An A/B testing engine that takes an experiment from design to decision with the four things teams actually get wrong: undersized tests, p-value tunnel vision, throwing away free power, and peeking at results until they look significant.
One command runs the whole analysis over a simulated experiment with a known ground-truth effect — so every method is validated, not just asserted.
abtest # full report
abtest --json # machine-readable
abtest --n 20000 --rel-lift 0.05 --seed 1| Module | Question it answers |
|---|---|
frequentist |
Two-proportion z-test, Welch t-test, required sample size & achieved power for an MDE — "is the lift real, and was the test even powered to see it?" |
bayesian |
Beta-Binomial posteriors → P(treatment > control) and expected loss of each decision — "what's the probability B wins, and how much could shipping it cost me?" |
cuped |
CUPED variance reduction using a pre-experiment covariate — same unbiased effect, tighter CI, more power for free |
sequential |
mSPRT always-valid p-value + a peeking simulation proving naive repeated peeking inflates false positives while always-valid does not |
From abtest on the default simulated experiment (true lift +10%, 5000/arm, seed 7):
DESIGN true lift 10% | n/arm 5000 | need 12004/arm for 80% power | achieved power 0.44
FREQUENTIST control 0.120 vs treat 0.140 | lift +16.3% | p=0.0036 | SIGNIFICANT
BAYESIAN P(treat>control)=0.998 | E[loss|ship]≈0 | decision: SHIP TREATMENT
CUPED variance reduction +51.3% | CI width 1.12 -> 0.78 | (free power)
PEEKING naive repeated-peeking FP rate 21.3% vs always-valid 1.0% (target ≤ 5%)
Three findings worth their own line:
- Peeking is not a rounding error.
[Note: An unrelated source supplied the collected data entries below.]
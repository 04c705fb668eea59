//! Fixture grammars for tests
//!
//! Each factory returns a small, fully built grammar (or lexicon) whose behavior is easy to
//! reason about by hand:
//!
//! - [optional_grammar]: `Root: A [B];` over the letters `a`, `b`, `c` and ignorable spaces
//! - [choice_grammar]: `Root: (A | A A);`, ambiguous until the whole input is considered
//! - [sum_grammar]: `Sum: Term {Plus Term}; Term: (Number | Identifier | "(" Sum ")");`
//! - [keyword_lexicon]: identifiers, a `start` keyword and a `/` only seen under `syntactic`

use crate::transmuter::common::ConditionExpr;
use crate::transmuter::error::GrammarError;
use crate::transmuter::lexing::automaton::CharClass;
use crate::transmuter::lexing::tag::{Lexicon, LexiconBuilder};
use crate::transmuter::parsing::grammar::Grammar;
use crate::transmuter::parsing::rule::Rule;

fn letters() -> LexiconBuilder {
    let mut lexicon = Lexicon::builder();
    let space = lexicon.literal("Space", " ", ConditionExpr::Always);
    lexicon.ignore(space);
    lexicon.literal("A", "a", ConditionExpr::Always);
    lexicon.literal("B", "b", ConditionExpr::Always);
    lexicon.literal("C", "c", ConditionExpr::Always);
    lexicon
}

pub fn optional_grammar() -> Result<Grammar, GrammarError> {
    let mut builder = Grammar::builder(letters().build()?);
    let a = builder.terminal("A")?;
    let b = builder.terminal("B")?;
    let root = builder.rule("Root", Rule::seq([a, Rule::optional(b)]));
    builder.start(root, ConditionExpr::Always);
    builder.build()
}

pub fn choice_grammar() -> Result<Grammar, GrammarError> {
    let mut builder = Grammar::builder(letters().build()?);
    let a = builder.terminal("A")?;
    let root = builder.rule(
        "Root",
        Rule::alt([a.clone(), Rule::seq([a.clone(), a])]),
    );
    builder.start(root, ConditionExpr::Always);
    builder.build()
}

pub fn sum_grammar() -> Result<Grammar, GrammarError> {
    let mut lexicon = Lexicon::builder();
    let blank = CharClass::one_of(" \t\n");
    let whitespace = lexicon.word("Whitespace", blank.clone(), blank, ConditionExpr::Always);
    lexicon.ignore(whitespace);
    let digits = CharClass::range('0', '9');
    lexicon.word("Number", digits.clone(), digits, ConditionExpr::Always);
    lexicon.word(
        "Identifier",
        CharClass::word_start(),
        CharClass::word_continue(),
        ConditionExpr::Always,
    );
    lexicon.literal("Plus", "+", ConditionExpr::Always);
    lexicon.literal("LeftParenthesis", "(", ConditionExpr::Always);
    lexicon.literal("RightParenthesis", ")", ConditionExpr::Always);

    let mut builder = Grammar::builder(lexicon.build()?);
    let number = builder.terminal("Number")?;
    let identifier = builder.terminal("Identifier")?;
    let plus = builder.terminal("Plus")?;
    let open = builder.terminal("LeftParenthesis")?;
    let close = builder.terminal("RightParenthesis")?;

    let sum = builder.declare("Sum");
    let term = builder.declare("Term");
    builder.define(
        sum,
        Rule::seq([
            Rule::nonterminal(term),
            Rule::repeat(Rule::seq([plus, Rule::nonterminal(term)])),
        ]),
    );
    builder.define(
        term,
        Rule::alt([
            number,
            identifier,
            Rule::seq([open, Rule::nonterminal(sum), close]),
        ]),
    );
    builder.start(sum, ConditionExpr::Always);
    builder.build()
}

pub fn keyword_lexicon() -> Result<Lexicon, GrammarError> {
    let mut builder = Lexicon::builder();
    let blank = CharClass::one_of(" \t\n");
    let whitespace = builder.word("Whitespace", blank.clone(), blank, ConditionExpr::Always);
    builder.ignore(whitespace);
    let identifier = builder.word(
        "Identifier",
        CharClass::word_start(),
        CharClass::word_continue(),
        ConditionExpr::Always,
    );
    builder.keyword("Start", "start", ConditionExpr::Always, &[identifier]);
    builder.literal("Solidus", "/", ConditionExpr::active("syntactic"));
    builder.build()
}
Checking a fixed-horizon test at 10 interim looks drives the false-positive rate to 21.3% on null data — 4× the nominal 5%. The mSPRT always-valid p-value holds at 1.0%. This is the single most common way teams ship nothing as something.
- CUPED cut variance 51% here (covariate ρ≈0.7). That CI shrink is equivalent to roughly doubling the sample size — at zero extra traffic cost.
- The "significant" test was underpowered (power 0.44 at the realized n). The engine flags this explicitly: a significant p-value from an underpowered test is a coin flip you got lucky on.
Ground-truth simulation means the suite proves the methods work: a real lift is detected, a
true null is not (test_ztest_null_not_significant), Bayesian agrees with frequentist on strong
effects, CUPED measurably reduces variance, and naive peeking measurably inflates error. Nothing
here is asserted without a number behind it.
pip install -e ".[dev]"
pytest -q # 8 passedPure NumPy + SciPy — no black-box stats library. Two-proportion z, Welch t, power/sample-size, Beta-Binomial Monte-Carlo posteriors, CUPED, and mSPRT all implemented from the formulas.